The large-scale Pycasso project with more than 200 participants aims to capture some of the CO2 emissions from regional industry in southern France and north-eastern Spain and store them underground. To achieve this, industrial waste gases are to be chemically filtered directly at the point of origin and the CO₂ extracted. Some of the CO₂ will then be used in other industrial sectors such as plant production. The rest will then be stored underground. The idea is to use the existing oil and gas industry infrastructure in Aquitaine for the transportation and storage of the captured CO2. In the first phase of the project, one million tons of CO₂ per year and 5 million tons of CO₂ in the long term are to be returned to where it originally came from. Return to sender, so to speak.

Risks and objections

The IPCC (Intergovernmental Panel on Climate Change) lists carbon capture and storage technology as one of the methods we can use to store excess CO₂ in the long term. However, the effect of the technology is limited. Only a fraction of the CO₂ emitted can be captured. In addition, a great deal of energy is required for carbon capture and storage. The infiltration of fluids into rock layers underground also entails an increase in seismicity. This creates new risks such as gas leaks in pipelines.

In this blog, we want to highlight that the principle of CO₂ storage in rocks and sediments is not at all a human invention. The oil and gas reserves that we use today consist of carbon deposited in the past in the form of biomass.
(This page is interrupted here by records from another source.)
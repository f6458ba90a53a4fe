//! Button debounce time report.

use crate::error::{Error, Result};
use crate::report::{self, Report};

const ADDRESS: u8 = 0xA9;
const LEN: u8 = 0x0A;

/// Switch debounce time in milliseconds.
#[derive(Debug, Clone, Copy, PartialEq, Eq, PartialOrd, Ord, Default, Hash, serde::Serialize, serde::Deserialize)]
#[repr(u8)]
pub enum Debounce {
    Ms0 = 0,
    Ms1 = 1,
    Ms2 = 2,
    Ms4 = 4,
    #[default]
    Ms8 = 8,
    Ms15 = 15,
    Ms20 = 20,
}

impl Debounce {
    pub const ALL: &'static [Debounce] = &[
        Self::Ms0,
        Self::Ms1,
        Self::Ms2,
        Self::Ms4,
        Self::Ms8,
        Self::Ms15,
        Self::Ms20,
    ];

    /// Convert from milliseconds.
    pub fn from_ms(ms: u8) -> Result<Self> {
        match ms {
            0 => Ok(Self::Ms0),
            1 => Ok(Self::Ms1),
            2 => Ok(Self::Ms2),
            4 => Ok(Self::Ms4),
            8 => Ok(Self::Ms8),
            15 => Ok(Self::Ms15),
            20 => Ok(Self::Ms20),
            other => Err(Error::OutOfRange {
                field: "debounce_ms",
                value: other.to_string(),
                allowed: "0, 1, 2, 4, 8, 15, 20",
            }),
        }
    }

    pub fn as_ms(&self) -> u8 {
        *self as u8
    }
}

impl std::fmt::Display for Debounce {
    fn fmt(&self, f: &mut std::fmt::Formatter<'_>) -> std::fmt::Result {
        write!(f, "{} ms", self.as_ms())
    }
}

impl std::str::FromStr for Debounce {
    type Err = Error;

    fn from_str(s: &str) -> Result<Self> {
        let ms: u8 = s.trim().parse().map_err(|_| Error::OutOfRange {
            field: "debounce_ms",
            value: s.to_string(),
            allowed: "0, 1, 2, 4, 8, 15, 20",
        })?;
        Self::from_ms(ms)
    }
}

/// Encode a debounce report (sent as a feature report).
pub fn encode_debounce(debounce: Debounce) -> Report {
    let ms = debounce.as_ms();
    report::write_register(
        ADDRESS,
        LEN,
        [
            ms,
            report::checksum(ms),
            0x01,
            0x54,
            0x06,
            0x4F,
            0x00,
            0x55,
            0x00,
            0x55,
        ],
    )
}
Even today, measures such as peatland restoration and reforestation are still among the most efficient methods of removing CO₂ from the atmosphere. And above all, they do not involve any technical risks. One should thus conclude that carbon capture can make a small contribution to storing CO₂. However, in order to meet the 2-degree target, we need to reduce emissions and take additional measures to bind CO₂ naturally. Take your bike instead of the car sometimes, is already a good start.

NB: Blogs in other languages than English are all auto-translated. Our writers are not responsible for any language and spelling mistakes.